Menilik beragamnya kinerja kepemimpinan tentara yang dikaryakan, wajar bila muncul pertanyaan, adakah yang salah dengan kurikulum yang diberikan di akademi militer. "Tidak," kata Sudrajat. Pendapat yang juga disetujui Herman. Menurut Sudrajat, sistem dan kurikulum yang ada sudah memadai untuk membentuk seorang prajurit yang tangguh dan profesional. Jenjang pendidikan di militer seperti kursus dasar kecabangan (sussarbang), yang meliputi infanteri, kavaleri, zeni, keuangan, dan sebagainya, kursus lanjutan perwira (suslapa), sekolah staf dan komando (sesko) yang lebih umum, sesko TNI, dan akhirnya Lemhannas, masih perlu dipertahankan karena masih bisa diandalkan. Tentu saja, semuanya ini untuk tugas-tugas militer, bukan untuk penempatan di birokrat sipil.

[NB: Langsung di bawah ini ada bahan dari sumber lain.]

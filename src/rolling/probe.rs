//! Member readiness probes consulted before a group counts as stable.

use std::time::Duration;

use async_trait::async_trait;
use openssh::{KnownHosts, Session, SessionBuilder};
use tokio::net::TcpStream;
use tracing::{debug, warn};

use crate::config::ConnectivityContext;
use crate::fleet::Member;

#[async_trait]
pub trait ReadinessProbe: Send + Sync {
    async fn is_ready(&self, member: &Member) -> bool;
    fn name(&self) -> &str;
}

/// Trusts the platform's in-service state.
pub struct AlwaysReady;

#[async_trait]
impl ReadinessProbe for AlwaysReady {
    async fn is_ready(&self, _member: &Member) -> bool {
        true
    }

    fn name(&self) -> &str {
        "none"
    }
}

/// Ready once a TCP connection to the member's private address succeeds.
pub struct TcpProbe {
    port: u16,
    timeout: Duration,
}

impl TcpProbe {
    pub const DEFAULT_TIMEOUT: Duration = Duration::from_secs(5);

    pub fn new(port: u16, timeout: Duration) -> Self {
        Self { port, timeout }
    }
}

#[async_trait]
impl ReadinessProbe for TcpProbe {
    async fn is_ready(&self, member: &Member) -> bool {
        let Some(ip) = member.private_ip.as_deref() else {
            debug!(instance_id = %member.id, "No private IP yet, not ready");
            return false;
        };

        let ready = matches!(
            tokio::time::timeout(self.timeout, TcpStream::connect((ip, self.port))).await,
            Ok(Ok(_))
        );

        debug!(
            instance_id = %member.id,
            address = %ip,
            port = self.port,
            ready = ready,
            "Probed member"
        );
        ready
    }

    fn name(&self) -> &str {
        "tcp"
    }
}

/// Ready once cloud-init has finished on the member, checked over SSH.
///
/// Members are reached on their private address, through the bastion as a
/// jump host when one is configured.
pub struct SshProbe {
    connectivity: ConnectivityContext,
    timeout: Duration,
}

impl SshProbe {
    pub const DEFAULT_TIMEOUT: Duration = Duration::from_secs(15);
    pub const BOOT_FINISHED: &'static str = "/var/lib/cloud/instance/boot-finished";

    pub fn new(connectivity: ConnectivityContext, timeout: Duration) -> Self {
        Self {
            connectivity,
            timeout,
        }
    }

    /// `user@bastion:22`, when members sit behind a bastion.
    fn jump_host(&self) -> Option<String> {
        self.connectivity.ssh_tunnel.as_ref().map(|host| {
            format!(
                "{}@{}:{}",
                self.connectivity.ssh_username,
                host,
                ConnectivityContext::SSH_PORT
            )
        })
    }

    fn session_builder(&self) -> SessionBuilder {
        let mut builder = SessionBuilder::default();
        builder
            .user(self.connectivity.ssh_username.clone())
            .port(self.connectivity.remote_port)
            .connect_timeout(self.timeout)
            .known_hosts_check(KnownHosts::Accept);
        if let Some(key) = &self.connectivity.ssh_private_key {
            builder.keyfile(key);
        }
        if let Some(jump) = self.jump_host() {
            builder.jump_hosts([jump.as_str()]);
        }
        builder
    }

    async fn boot_finished(&self, ip: &str) -> Result<bool, openssh::Error> {
        let session: Session = self.session_builder().connect_mux(ip).await?;
        let status = session
            .command("test")
            .arg("-e")
            .arg(Self::BOOT_FINISHED)
            .status()
            .await;
        if let Err(e) = session.close().await {
            debug!(address = %ip, error = %e, "Failed to close SSH session");
        }
        Ok(status?.success())
    }
}

#[async_trait]
impl ReadinessProbe for SshProbe {
    async fn is_ready(&self, member: &Member) -> bool {
        let Some(ip) = member.private_ip.as_deref() else {
            debug!(instance_id = %member.id, "No private IP yet, not ready");
            return false;
        };

        let ready = match tokio::time::timeout(self.timeout, self.boot_finished(ip)).await {
            Ok(Ok(finished)) => finished,
            Ok(Err(e)) => {
                debug!(instance_id = %member.id, address = %ip, error = %e, "SSH check failed");
                false
            }
            Err(_) => {
                debug!(instance_id = %member.id, address = %ip, "SSH check timed out");
                false
            }
        };

        debug!(
            instance_id = %member.id,
            address = %ip,
            via = %self.connectivity.describe(),
            ready = ready,
            "Probed member"
        );
        ready
    }

    fn name(&self) -> &str {
        "ssh"
    }
}

/// Probe selected by the CLI options.
///
/// SSH settings (a key or a bastion) select the SSH check; otherwise a probe
/// port selects the TCP check. Private addresses behind a bastion are only
/// reachable over SSH, so the SSH check wins when both are given.
pub fn from_options(
    probe_port: Option<u16>,
    connectivity: &ConnectivityContext,
) -> Box<dyn ReadinessProbe> {
    if connectivity.is_tunneled() || connectivity.ssh_private_key.is_some() {
        if let Some(port) = probe_port {
            warn!(
                probe_port = port,
                ssh = %connectivity.describe(),
                "SSH readiness check configured, ignoring probe port"
            );
        }
        return Box::new(SshProbe::new(
            connectivity.clone(),
            SshProbe::DEFAULT_TIMEOUT,
        ));
    }

    match probe_port {
        Some(port) => Box::new(TcpProbe::new(port, TcpProbe::DEFAULT_TIMEOUT)),
        None => Box::new(AlwaysReady),
    }
}
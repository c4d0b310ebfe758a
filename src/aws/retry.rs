//! Exponential backoff for throttled AWS API calls.

use std::future::Future;
use std::time::Duration;

use tracing::warn;

use crate::error::Result;

/// Retry policy applied to a single API call.
#[derive(Debug, Clone, Copy, PartialEq, Eq)]
pub struct Backoff {
    pub base: Duration,
    pub max_delay: Duration,
    pub max_attempts: u32,
}

impl Default for Backoff {
    fn default() -> Self {
        Self {
            base: Duration::from_millis(500),
            max_delay: Duration::from_secs(10),
            max_attempts: 6,
        }
    }
}

impl Backoff {
    /// Delay before retry number `retry` (0-based), doubling up to `max_delay`.
    pub fn delay(&self, retry: u32) -> Duration {
        self.base
            .saturating_mul(1u32 << retry.min(16))
            .min(self.max_delay)
    }
}

/// Run `call`, repeating it while it fails with a throttling error.
///
/// Any other error, or a throttling error on the last attempt, is returned
/// unchanged.
pub async fn with_backoff<T, F, Fut>(backoff: &Backoff, operation: &str, mut call: F) -> Result<T>
where
    F: FnMut() -> Fut,
    Fut: Future<Output = Result<T>>,
{
    let mut attempt = 1;
    loop {
        match call().await {
            Err(e) if e.is_throttling() && attempt < backoff.max_attempts => {
                let delay = backoff.delay(attempt - 1);
                warn!(
                    operation = operation,
                    attempt = attempt,
                    max_attempts = backoff.max_attempts,
                    delay_ms = delay.as_millis() as u64,
                    error = %e,
                    "AWS request throttled, backing off"
                );
                tokio::time::sleep(delay).await;
                attempt += 1;
            }
            result => return result,
        }
    }
}
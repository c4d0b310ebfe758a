use std::process::Command;

fn git_commit() -> String {
    // CI checkouts export the full SHA; local builds ask git directly
    if let Some(sha) = std::env::var("GITHUB_SHA").ok().filter(|s| s.len() >= 7) {
        return sha[..7].to_string();
    }

    Command::new("git")
        .args(["rev-parse", "--short", "HEAD"])
        .output()
        .ok()
        .filter(|o| o.status.success())
        .and_then(|o| String::from_utf8(o.stdout).ok())
        .map(|s| s.trim().to_string())
        .unwrap_or_else(|| "unknown".to_string())
}

fn build_date() -> String {
    Command::new("date")
        .args(["-u", "+%Y-%m-%d"])
        .output()
        .ok()
        .and_then(|o| String::from_utf8(o.stdout).ok())
        .map(|s| s.trim().to_string())
        .unwrap_or_else(|| "unknown".to_string())
}

fn main() {
    println!("cargo:rustc-env=BUILD_COMMIT={}", git_commit());
    println!("cargo:rustc-env=BUILD_DATE={}", build_date());

    if std::path::Path::new(".git/HEAD").exists() {
        println!("cargo:rerun-if-changed=.git/HEAD");
    }
}
//! Oldest-first termination ordering.

use std::cmp::Ordering;

use crate::fleet::Member;

/// Total order: launch time, then instance id.
fn termination_order(a: &Member, b: &Member) -> Ordering {
    a.launch_time
        .cmp(&b.launch_time)
        .then_with(|| a.id.cmp(&b.id))
}

/// The member to terminate next, or `None` when nothing is outdated.
pub fn select_next(outdated: &[Member]) -> Option<&Member> {
    outdated.iter().min_by(|a, b| termination_order(a, b))
}

/// Full termination order for the current outdated set.
pub fn order(outdated: &[Member]) -> Vec<Member> {
    let mut ordered = outdated.to_vec();
    ordered.sort_by(termination_order);
    ordered
}
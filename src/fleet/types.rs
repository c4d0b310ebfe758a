//! Fleet data model shared by the inspector, the rolling core and output.

use std::fmt;

use chrono::{DateTime, Utc};
use serde::Serialize;

/// Identifies the image/configuration an instance was launched from.
///
/// Launch template versions are always concrete numbers here; `$Latest` and
/// `$Default` are resolved when the group is inspected.
#[derive(Debug, Clone, PartialEq, Eq, Hash, Serialize)]
#[serde(tag = "kind", rename_all = "snake_case")]
pub enum LaunchConfigId {
    LaunchConfiguration { name: String },
    LaunchTemplate { id: String, version: String },
}

impl LaunchConfigId {
    pub fn configuration(name: impl Into<String>) -> Self {
        Self::LaunchConfiguration { name: name.into() }
    }

    pub fn template(id: impl Into<String>, version: impl Into<String>) -> Self {
        Self::LaunchTemplate {
            id: id.into(),
            version: version.into(),
        }
    }
}

impl fmt::Display for LaunchConfigId {
    fn fmt(&self, f: &mut fmt::Formatter<'_>) -> fmt::Result {
        match self {
            Self::LaunchConfiguration { name } => write!(f, "lc/{}", name),
            Self::LaunchTemplate { id, version } => write!(f, "lt/{}:{}", id, version),
        }
    }
}

/// Member lifecycle as seen by the controller.
#[derive(Debug, Clone, Copy, PartialEq, Eq, Serialize)]
#[serde(rename_all = "kebab-case")]
pub enum LifecycleState {
    Pending,
    InService,
    Terminating,
    Terminated,
    Unhealthy,
    /// Kept in the group but out of service (standby, detaching, warm pool).
    Standby,
}

impl LifecycleState {
    /// Map Auto Scaling lifecycle and health strings onto a state.
    pub fn from_platform(lifecycle: &str, health: Option<&str>) -> Self {
        match lifecycle {
            "InService" => match health {
                Some(h) if !h.eq_ignore_ascii_case("healthy") => Self::Unhealthy,
                _ => Self::InService,
            },
            "Terminated" => Self::Terminated,
            "Quarantined" => Self::Pending,
            s if s.starts_with("Pending") => Self::Pending,
            s if s.starts_with("Terminating") => Self::Terminating,
            _ => Self::Standby,
        }
    }

    pub fn as_str(&self) -> &'static str {
        match self {
            Self::Pending => "pending",
            Self::InService => "in-service",
            Self::Terminating => "terminating",
            Self::Terminated => "terminated",
            Self::Unhealthy => "unhealthy",
            Self::Standby => "standby",
        }
    }
}

impl fmt::Display for LifecycleState {
    fn fmt(&self, f: &mut fmt::Formatter<'_>) -> fmt::Result {
        f.write_str(self.as_str())
    }
}

/// One instance of an Auto Scaling group.
#[derive(Debug, Clone, PartialEq, Eq, Serialize)]
pub struct Member {
    pub id: String,
    pub launch_config: Option<LaunchConfigId>,
    pub launch_time: DateTime<Utc>,
    pub state: LifecycleState,
    pub availability_zone: Option<String>,
    pub private_ip: Option<String>,
}

impl Member {
    pub fn new(
        id: impl Into<String>,
        launch_config: Option<LaunchConfigId>,
        launch_time: DateTime<Utc>,
        state: LifecycleState,
    ) -> Self {
        Self {
            id: id.into(),
            launch_config,
            launch_time,
            state,
            availability_zone: None,
            private_ip: None,
        }
    }

    pub fn is_in_service(&self) -> bool {
        self.state == LifecycleState::InService
    }

    pub fn runs(&self, target: &LaunchConfigId) -> bool {
        self.launch_config.as_ref() == Some(target)
    }

    pub fn launch_config_label(&self) -> String {
        self.launch_config
            .as_ref()
            .map(|lc| lc.to_string())
            .unwrap_or_else(|| "none".to_string())
    }
}

/// Auto Scaling group capacity settings and target configuration.
#[derive(Debug, Clone, PartialEq, Eq, Serialize)]
pub struct Group {
    pub name: String,
    pub target: LaunchConfigId,
    pub min_size: usize,
    pub max_size: usize,
    pub desired_capacity: usize,
}

/// How a group is looked up.
#[derive(Debug, Clone, PartialEq, Eq)]
pub enum GroupFilter {
    /// Group names starting with the value, like an anchored `^value` pattern.
    Prefix(String),
    Exact(String),
}

impl GroupFilter {
    pub fn matches(&self, group_name: &str) -> bool {
        match self {
            Self::Prefix(prefix) => group_name.starts_with(prefix.as_str()),
            Self::Exact(name) => group_name == name,
        }
    }
}

impl fmt::Display for GroupFilter {
    fn fmt(&self, f: &mut fmt::Formatter<'_>) -> fmt::Result {
        match self {
            Self::Prefix(prefix) => write!(f, "^{}", prefix),
            Self::Exact(name) => f.write_str(name),
        }
    }
}

/// Group settings and membership fetched together.
#[derive(Debug, Clone, Serialize)]
pub struct GroupSnapshot {
    pub group: Group,
    pub members: Vec<Member>,
}

impl GroupSnapshot {
    pub fn member(&self, id: &str) -> Option<&Member> {
        self.members.iter().find(|m| m.id == id)
    }

    pub fn is_member_in_service(&self, id: &str) -> bool {
        self.member(id).is_some_and(Member::is_in_service)
    }

    pub fn in_service_count(&self) -> usize {
        self.members.iter().filter(|m| m.is_in_service()).count()
    }

    /// In-service count ignoring one member (the one being replaced).
    pub fn in_service_count_excluding(&self, excluded: Option<&str>) -> usize {
        self.members
            .iter()
            .filter(|m| m.is_in_service() && Some(m.id.as_str()) != excluded)
            .count()
    }

    /// Desired capacity reached, every member in service, minimum satisfied.
    pub fn meets_capacity(&self) -> bool {
        let in_service = self.in_service_count();
        in_service >= self.group.desired_capacity
            && in_service >= self.group.min_size
            && self.members.iter().all(Member::is_in_service)
    }
}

Yang jadi masalah di masa lalu, justru iming-iming kekaryaanlah yang membuat setiap prajurit gamang dalam berkarir. "Saat seorang tentara berpangkat mayor, biasanya ia tak lagi fokus pada profesionalisme prajurit," kata Sudrajat. Mereka mulai terdistorsi oleh iming-iming kesempatan berkarir pada jabatan sosial politik. "Yang dipelajari sudah bukan lagi sistem senjata, taktik brigade," kata Sudrajat, "tetapi sudah mulai memikirkan konstelasi politik nasional."
Politik, jabatan, dan kekuasaan bahkan pernah lebih digdaya dibandingkan dengan sistem merit yang dipegang teguh TNI. Pada zaman kekuasaan Soeharto, sudah bukan rahasia lagi kalau jalur ajudan presiden adalah jalur tol menuju jabatan puncak militerwalaupun bukan berarti para ajudan itu tanpa prestasi.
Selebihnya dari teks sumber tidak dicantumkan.